In our study, six patients reported outcome, three of them reached final acuity of light perception, two with hand movement and one patient with amblyopic eye showed marked improvement in signs but needs more time to improve visual acuity due to amblyopia. None of these eyes underwent evisceration.
The good visual outcome in some of these cases could be due to the prompt recall of patients as soon as diagnosis of endophthalmitis was reached and the treatment was given (anterior chamber irrigation, primary vitrectomy, and intravitreal antibiotics).
At the first moment, broad spectrum antibiotics for injection were chosen to cover Gram-positive and Gram-negative bacteria before microbial culture results. The safety and effectiveness of vancomycin and ceftazidime combined has been reported in experimental studies using mice and confirmed in human case series (Endophthalmitis Vitrectomy Study Group EVSG 1995; Yoshizumi et al. 1999).

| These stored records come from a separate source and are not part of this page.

//! Serves the peer's control streams against our own locally-published [`OriginProducer`]:
//! answers `Announce` requests with our announced paths and `Subscribe` requests with groups
//! pulled from the matching [`crate::TrackConsumer`].
use futures::stream::FuturesUnordered;
use futures::StreamExt;

use super::control::{ControlType, GroupHeader, SubscribeOk, SubscribeRequest};
use super::stream::Stream;
use crate::coding::Writer;
use crate::model::{GroupConsumer, Track};
use crate::{Error, OriginProducer};

pub(crate) struct Publisher<S: web_transport_trait::Session> {
	session: S,
	origin: OriginProducer,
}

impl<S: web_transport_trait::Session> Publisher<S> {
	pub fn new(session: S, origin: OriginProducer) -> Self {
		Self { session, origin }
	}

	/// Accept and serve control streams until the session ends.
	pub async fn run(self) -> Result<(), Error> {
		loop {
			let mut stream = Stream::accept(&self.session).await?;
			let origin = self.origin.clone();
			let session = self.session.clone();

			web_async::spawn(async move {
				let result = Self::serve(session, &mut stream, origin).await;
				if let Err(err) = result {
					tracing::debug!(%err, "control stream ended");
					stream.writer.abort(&err);
				}
			});
		}
	}

	async fn serve(session: S, stream: &mut Stream<S>, origin: OriginProducer) -> Result<(), Error> {
		match stream.reader.decode::<ControlType>().await? {
			ControlType::Announce => Self::serve_announce(stream, origin).await,
			ControlType::Subscribe => Self::serve_subscribe(session, stream, origin).await,
		}
	}

	async fn serve_announce(stream: &mut Stream<S>, origin: OriginProducer) -> Result<(), Error> {
		use super::control::AnnounceEvent;

		let mut consumer = origin.consume();

		loop {
			tokio::select! {
				biased;
				res = stream.reader.closed() => return res,
				next = consumer.announced() => match next {
					Some((path, active)) => {
						stream.writer.encode(&AnnounceEvent { path, active }).await?;
					}
					None => {
						stream.writer.finish()?;
						return Ok(());
					}
				},
			}
		}
	}

	async fn serve_subscribe(session: S, stream: &mut Stream<S>, origin: OriginProducer) -> Result<(), Error> {
		let req = stream.reader.decode::<SubscribeRequest>().await?;

		tracing::debug!(id = req.id, broadcast = %req.broadcast, track = %req.track, "subscribed started");

		let broadcast = origin.consume_broadcast(&req.broadcast).ok_or(Error::NotFound)?;
		let track = Track::new(req.track.clone()).with_priority(req.priority);
		let mut track = broadcast.subscribe_track(track)?;

		stream.writer.encode(&SubscribeOk).await?;

		let mut tasks = FuturesUnordered::new();

		loop {
			tokio::select! {
				biased;
				res = stream.reader.closed() => {
					tracing::debug!(id = req.id, "subscribed cancelled");
					return res;
				}
				group = track.next_group() => match group? {
					Some(group) => {
						let msg = GroupHeader { track_id: req.id, sequence: group.sequence };
						let session = session.clone();
						let priority = req.priority;
						tasks.push(Self::serve_group(session, msg, priority, group));
					}
					None => {
						stream.writer.finish()?;
						tracing::debug!(id = req.id, "subscribed complete");
						return Ok(());
					}
				},
				Some(_) = tasks.next(), if !tasks.is_empty() => {},
			}
		}
	}

	async fn serve_group(session: S, msg: GroupHeader, priority: u8, mut group: GroupConsumer) -> Result<(), Error> {
		let send = session.open_uni().await.map_err(Error::from_transport)?;
		let mut writer = Writer::new(send);
		writer.set_priority(priority as i32);
		writer.encode(&msg).await?;

		loop {
			match group.read_frame().await {
				Ok(Some(frame)) => writer.encode(&frame.payload).await?,
				Ok(None) => {
					writer.finish()?;
					return Ok(());
				}
				Err(err) => {
					writer.abort(&err);
					return Err(err);
				}
			}
		}
	}
}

P. aeruginosa has intrinsic resistance which explains its resistant to second-generation penicillins, tetracycline, chloramphenicol, and narrow-spectrum and expanded-spectrum cephalosporin. Antibiotic-resistant isolates of Pseudomonas show increasing prevalence (Kuznar 2017).
Multidrug-resistant P. aeruginosa is defined as those strains resistant to 3 or more classes of antibiotics including: penicillins (piperacillin, ticarcillin, and piperacillin-tazobactam), cephalosporins (ceftazidime and cefepime), monobactams, aminoglycosides, and fluoroquinolone antibiotics (Pinna et al. 2010).
In our study, resistance to cefotaxime, ceftazidime, cefoperazone, cefuroxime, Cefepime, aztreonam, ampicillin-sulbactam, gentamycin, tobramycin, amikacin, fucidene, and trimethoprim-sulfamethoxazol was observed. The other antibiotics tested (imepenem, meropenem, piperacillin-tazobactam, polymixin B, levofloxacin, ofloxacin, and moxifloxacin) were effective on the isolated Pseudomonas. This result, except sensitivity to amikacin was consistent with the one reported by Gad et al. (2007). However, another study by (Falavarjani et al. 2017) showed similar results; sensitivity to ciprofloxacin and imipenem100% but more sensitivity pattern to cephalosporin (ceftazidime in 83.4%) and aminoglycosides (amikacin in 88.3%). This discrepancy can be explained by the fact that antibiotic-resistant isolates of Pseudomonas show increasing prevalence in different parts of the world (Kuznar 2017).